Task requirements.
Lines with the word "index" are the answer; copy each of them from the data below.

-------- Source data

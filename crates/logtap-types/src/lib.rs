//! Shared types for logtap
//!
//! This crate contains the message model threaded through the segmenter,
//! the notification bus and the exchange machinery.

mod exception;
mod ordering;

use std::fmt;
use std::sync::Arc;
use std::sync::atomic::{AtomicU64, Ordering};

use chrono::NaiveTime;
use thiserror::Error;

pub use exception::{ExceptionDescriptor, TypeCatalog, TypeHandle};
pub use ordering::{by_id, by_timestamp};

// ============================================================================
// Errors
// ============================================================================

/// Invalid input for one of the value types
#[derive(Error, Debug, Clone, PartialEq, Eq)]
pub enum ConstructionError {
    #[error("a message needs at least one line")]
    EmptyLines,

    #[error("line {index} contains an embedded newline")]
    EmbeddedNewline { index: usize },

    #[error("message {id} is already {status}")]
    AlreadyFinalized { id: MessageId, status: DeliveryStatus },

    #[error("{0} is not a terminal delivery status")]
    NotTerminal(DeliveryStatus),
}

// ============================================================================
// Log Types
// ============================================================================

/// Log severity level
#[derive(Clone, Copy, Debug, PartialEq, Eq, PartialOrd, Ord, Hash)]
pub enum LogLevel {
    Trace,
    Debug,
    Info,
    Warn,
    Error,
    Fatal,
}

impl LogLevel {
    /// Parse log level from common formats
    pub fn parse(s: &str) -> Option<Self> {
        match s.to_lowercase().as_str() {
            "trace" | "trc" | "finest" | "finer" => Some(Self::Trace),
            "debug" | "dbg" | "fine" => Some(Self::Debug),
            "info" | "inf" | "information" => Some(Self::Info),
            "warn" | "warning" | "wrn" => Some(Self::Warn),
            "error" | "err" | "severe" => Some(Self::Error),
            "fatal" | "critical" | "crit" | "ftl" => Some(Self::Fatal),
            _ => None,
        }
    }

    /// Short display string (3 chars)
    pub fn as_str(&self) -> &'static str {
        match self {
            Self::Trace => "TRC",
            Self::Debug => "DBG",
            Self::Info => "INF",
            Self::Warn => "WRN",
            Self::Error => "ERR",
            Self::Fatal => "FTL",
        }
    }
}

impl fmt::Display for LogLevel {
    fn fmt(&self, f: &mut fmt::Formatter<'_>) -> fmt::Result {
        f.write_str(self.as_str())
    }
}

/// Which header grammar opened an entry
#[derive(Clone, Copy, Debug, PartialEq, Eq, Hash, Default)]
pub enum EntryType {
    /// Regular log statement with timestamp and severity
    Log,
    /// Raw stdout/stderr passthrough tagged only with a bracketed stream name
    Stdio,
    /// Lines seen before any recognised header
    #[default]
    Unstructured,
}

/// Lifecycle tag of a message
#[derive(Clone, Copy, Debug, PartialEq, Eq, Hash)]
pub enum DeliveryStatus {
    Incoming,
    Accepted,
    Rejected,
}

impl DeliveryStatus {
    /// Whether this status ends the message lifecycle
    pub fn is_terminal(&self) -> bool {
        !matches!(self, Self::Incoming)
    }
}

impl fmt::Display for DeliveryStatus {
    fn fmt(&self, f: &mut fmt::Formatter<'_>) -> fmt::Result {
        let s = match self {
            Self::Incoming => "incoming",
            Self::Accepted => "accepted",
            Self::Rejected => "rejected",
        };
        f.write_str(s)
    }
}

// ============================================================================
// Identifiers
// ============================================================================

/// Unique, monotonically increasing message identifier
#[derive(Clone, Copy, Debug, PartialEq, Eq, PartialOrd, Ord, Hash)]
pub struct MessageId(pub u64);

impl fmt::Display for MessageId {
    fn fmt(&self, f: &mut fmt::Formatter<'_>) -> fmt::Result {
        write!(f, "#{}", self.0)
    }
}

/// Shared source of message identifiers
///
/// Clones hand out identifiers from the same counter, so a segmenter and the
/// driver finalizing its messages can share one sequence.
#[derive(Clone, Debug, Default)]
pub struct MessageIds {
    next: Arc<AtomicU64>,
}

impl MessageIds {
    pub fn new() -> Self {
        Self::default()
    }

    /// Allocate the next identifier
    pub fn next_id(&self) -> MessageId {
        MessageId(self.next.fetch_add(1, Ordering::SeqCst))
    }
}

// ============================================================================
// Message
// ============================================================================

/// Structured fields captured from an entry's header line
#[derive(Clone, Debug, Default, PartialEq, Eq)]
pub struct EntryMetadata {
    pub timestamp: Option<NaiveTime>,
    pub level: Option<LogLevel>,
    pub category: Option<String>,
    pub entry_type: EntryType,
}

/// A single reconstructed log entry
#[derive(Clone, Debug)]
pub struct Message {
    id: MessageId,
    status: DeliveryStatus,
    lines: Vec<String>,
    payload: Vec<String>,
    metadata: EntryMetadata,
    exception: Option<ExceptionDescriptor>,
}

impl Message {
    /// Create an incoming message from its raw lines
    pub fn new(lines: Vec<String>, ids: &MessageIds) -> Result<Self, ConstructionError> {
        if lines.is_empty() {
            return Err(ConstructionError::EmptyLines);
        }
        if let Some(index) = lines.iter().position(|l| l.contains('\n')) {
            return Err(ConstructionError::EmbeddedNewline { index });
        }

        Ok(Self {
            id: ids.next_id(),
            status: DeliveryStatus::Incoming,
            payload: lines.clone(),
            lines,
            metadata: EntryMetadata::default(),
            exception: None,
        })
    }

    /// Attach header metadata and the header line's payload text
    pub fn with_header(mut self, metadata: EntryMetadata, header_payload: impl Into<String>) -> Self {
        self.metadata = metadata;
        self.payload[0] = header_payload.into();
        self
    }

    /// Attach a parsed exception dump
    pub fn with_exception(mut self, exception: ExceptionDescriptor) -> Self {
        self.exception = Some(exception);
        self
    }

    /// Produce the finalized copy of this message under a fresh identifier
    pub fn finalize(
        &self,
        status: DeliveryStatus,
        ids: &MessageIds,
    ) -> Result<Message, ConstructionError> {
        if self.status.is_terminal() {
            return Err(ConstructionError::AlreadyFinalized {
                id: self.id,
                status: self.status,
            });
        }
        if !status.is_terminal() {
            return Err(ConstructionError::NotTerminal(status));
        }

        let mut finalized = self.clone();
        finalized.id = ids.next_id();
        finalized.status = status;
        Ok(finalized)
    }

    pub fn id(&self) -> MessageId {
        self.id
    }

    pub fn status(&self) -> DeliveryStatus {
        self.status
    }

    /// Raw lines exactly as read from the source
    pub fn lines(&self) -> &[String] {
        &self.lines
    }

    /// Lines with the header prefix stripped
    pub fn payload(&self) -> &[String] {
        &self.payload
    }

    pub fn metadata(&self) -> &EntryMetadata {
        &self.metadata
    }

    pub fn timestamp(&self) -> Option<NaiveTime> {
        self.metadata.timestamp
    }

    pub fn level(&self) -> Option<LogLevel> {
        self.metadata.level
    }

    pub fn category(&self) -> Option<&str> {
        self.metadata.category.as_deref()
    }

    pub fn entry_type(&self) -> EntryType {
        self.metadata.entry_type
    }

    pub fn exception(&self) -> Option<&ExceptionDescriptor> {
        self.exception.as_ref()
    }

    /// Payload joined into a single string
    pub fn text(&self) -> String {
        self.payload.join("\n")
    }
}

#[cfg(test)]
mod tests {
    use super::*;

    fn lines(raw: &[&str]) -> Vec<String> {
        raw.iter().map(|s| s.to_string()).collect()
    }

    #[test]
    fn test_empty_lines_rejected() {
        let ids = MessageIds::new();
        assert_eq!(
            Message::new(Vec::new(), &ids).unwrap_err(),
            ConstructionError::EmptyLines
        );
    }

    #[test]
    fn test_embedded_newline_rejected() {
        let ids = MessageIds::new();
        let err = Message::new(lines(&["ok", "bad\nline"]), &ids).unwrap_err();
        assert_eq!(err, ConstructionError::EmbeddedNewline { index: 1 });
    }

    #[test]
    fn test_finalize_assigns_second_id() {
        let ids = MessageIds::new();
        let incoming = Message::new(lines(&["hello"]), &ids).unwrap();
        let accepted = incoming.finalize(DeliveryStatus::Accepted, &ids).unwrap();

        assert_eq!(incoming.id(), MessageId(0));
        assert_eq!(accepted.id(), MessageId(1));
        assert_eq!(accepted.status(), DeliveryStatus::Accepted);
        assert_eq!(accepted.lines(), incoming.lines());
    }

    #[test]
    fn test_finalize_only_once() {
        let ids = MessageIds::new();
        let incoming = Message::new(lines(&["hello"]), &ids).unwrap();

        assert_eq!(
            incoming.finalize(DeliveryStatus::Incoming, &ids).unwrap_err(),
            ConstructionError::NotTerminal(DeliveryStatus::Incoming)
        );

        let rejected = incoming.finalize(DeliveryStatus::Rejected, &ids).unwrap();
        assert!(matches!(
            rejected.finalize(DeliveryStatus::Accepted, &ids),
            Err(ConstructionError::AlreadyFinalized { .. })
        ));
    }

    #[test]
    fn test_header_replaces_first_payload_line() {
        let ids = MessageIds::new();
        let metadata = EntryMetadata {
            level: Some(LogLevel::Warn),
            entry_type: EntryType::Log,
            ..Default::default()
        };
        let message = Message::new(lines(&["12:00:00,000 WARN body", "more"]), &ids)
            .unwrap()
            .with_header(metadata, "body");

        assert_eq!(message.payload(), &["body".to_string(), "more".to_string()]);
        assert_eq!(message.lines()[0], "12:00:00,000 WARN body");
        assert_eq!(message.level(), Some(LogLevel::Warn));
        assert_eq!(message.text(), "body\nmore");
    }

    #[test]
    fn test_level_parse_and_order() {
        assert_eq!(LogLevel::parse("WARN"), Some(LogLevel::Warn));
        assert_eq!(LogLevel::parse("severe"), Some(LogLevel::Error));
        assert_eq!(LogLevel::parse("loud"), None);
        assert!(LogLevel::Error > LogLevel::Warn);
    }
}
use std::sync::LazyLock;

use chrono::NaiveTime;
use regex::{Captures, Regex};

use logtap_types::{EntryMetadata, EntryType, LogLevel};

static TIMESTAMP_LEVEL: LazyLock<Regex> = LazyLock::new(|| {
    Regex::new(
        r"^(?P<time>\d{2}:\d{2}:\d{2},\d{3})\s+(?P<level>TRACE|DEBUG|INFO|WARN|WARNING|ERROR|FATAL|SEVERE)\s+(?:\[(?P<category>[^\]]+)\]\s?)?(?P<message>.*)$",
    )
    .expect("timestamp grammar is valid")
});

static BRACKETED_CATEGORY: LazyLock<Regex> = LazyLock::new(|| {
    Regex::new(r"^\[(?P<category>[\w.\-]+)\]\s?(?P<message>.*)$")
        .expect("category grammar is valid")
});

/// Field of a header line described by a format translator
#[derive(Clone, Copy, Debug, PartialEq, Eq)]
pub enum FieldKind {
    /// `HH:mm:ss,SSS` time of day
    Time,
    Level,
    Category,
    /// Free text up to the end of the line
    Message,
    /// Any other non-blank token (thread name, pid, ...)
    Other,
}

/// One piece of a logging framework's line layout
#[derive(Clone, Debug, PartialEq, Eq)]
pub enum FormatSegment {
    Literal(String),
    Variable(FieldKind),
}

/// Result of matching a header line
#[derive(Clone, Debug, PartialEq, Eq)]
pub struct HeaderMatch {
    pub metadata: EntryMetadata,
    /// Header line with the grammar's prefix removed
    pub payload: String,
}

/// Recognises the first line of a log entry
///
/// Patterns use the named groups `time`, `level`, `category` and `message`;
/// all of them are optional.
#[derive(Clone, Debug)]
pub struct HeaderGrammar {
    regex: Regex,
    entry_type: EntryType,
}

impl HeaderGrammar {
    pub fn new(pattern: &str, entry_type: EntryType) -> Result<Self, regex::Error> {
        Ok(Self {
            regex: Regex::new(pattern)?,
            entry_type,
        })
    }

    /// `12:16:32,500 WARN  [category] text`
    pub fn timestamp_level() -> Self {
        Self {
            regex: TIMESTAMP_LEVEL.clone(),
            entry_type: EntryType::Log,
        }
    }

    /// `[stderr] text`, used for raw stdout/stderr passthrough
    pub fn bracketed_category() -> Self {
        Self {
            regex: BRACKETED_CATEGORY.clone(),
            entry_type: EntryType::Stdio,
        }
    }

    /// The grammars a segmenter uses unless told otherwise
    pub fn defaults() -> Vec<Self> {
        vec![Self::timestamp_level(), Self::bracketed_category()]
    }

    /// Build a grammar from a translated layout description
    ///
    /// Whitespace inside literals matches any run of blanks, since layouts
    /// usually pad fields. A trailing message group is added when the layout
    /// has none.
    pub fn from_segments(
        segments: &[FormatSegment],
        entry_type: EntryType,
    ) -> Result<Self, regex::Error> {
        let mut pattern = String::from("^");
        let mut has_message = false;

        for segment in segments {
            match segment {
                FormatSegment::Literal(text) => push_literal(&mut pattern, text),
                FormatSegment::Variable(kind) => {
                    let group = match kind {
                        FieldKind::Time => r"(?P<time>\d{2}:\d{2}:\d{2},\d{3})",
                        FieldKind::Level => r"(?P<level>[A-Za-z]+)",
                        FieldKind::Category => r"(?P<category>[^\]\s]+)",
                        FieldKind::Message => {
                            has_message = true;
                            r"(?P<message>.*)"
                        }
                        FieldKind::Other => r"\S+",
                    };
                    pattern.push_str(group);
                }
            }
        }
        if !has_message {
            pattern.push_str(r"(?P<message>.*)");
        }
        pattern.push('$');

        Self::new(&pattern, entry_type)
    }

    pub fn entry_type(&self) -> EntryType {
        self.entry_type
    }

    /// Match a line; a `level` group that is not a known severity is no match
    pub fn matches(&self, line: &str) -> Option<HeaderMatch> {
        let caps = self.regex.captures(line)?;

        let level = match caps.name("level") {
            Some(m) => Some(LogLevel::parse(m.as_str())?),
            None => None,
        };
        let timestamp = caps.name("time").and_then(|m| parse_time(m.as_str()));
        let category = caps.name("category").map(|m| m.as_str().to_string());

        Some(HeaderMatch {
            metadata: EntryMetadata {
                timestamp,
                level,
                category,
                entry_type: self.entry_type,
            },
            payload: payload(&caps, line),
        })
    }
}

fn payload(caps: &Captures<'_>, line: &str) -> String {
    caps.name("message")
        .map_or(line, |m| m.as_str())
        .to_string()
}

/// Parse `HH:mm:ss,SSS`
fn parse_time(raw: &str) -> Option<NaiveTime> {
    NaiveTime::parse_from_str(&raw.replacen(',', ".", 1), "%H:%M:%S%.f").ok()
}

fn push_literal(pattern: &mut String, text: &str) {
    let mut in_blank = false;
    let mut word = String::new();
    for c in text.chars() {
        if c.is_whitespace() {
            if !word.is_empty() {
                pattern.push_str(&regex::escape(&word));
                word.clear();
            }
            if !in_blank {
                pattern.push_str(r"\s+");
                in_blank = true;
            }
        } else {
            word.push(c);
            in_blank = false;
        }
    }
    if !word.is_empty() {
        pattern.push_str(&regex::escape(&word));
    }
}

----------------

Result below.
    #[error("line {index} contains an embedded newline")]
    EmbeddedNewline { index: usize },
        if let Some(index) = lines.iter().position(|l| l.contains('\n')) {
            return Err(ConstructionError::EmbeddedNewline { index });
        assert_eq!(err, ConstructionError::EmbeddedNewline { index: 1 });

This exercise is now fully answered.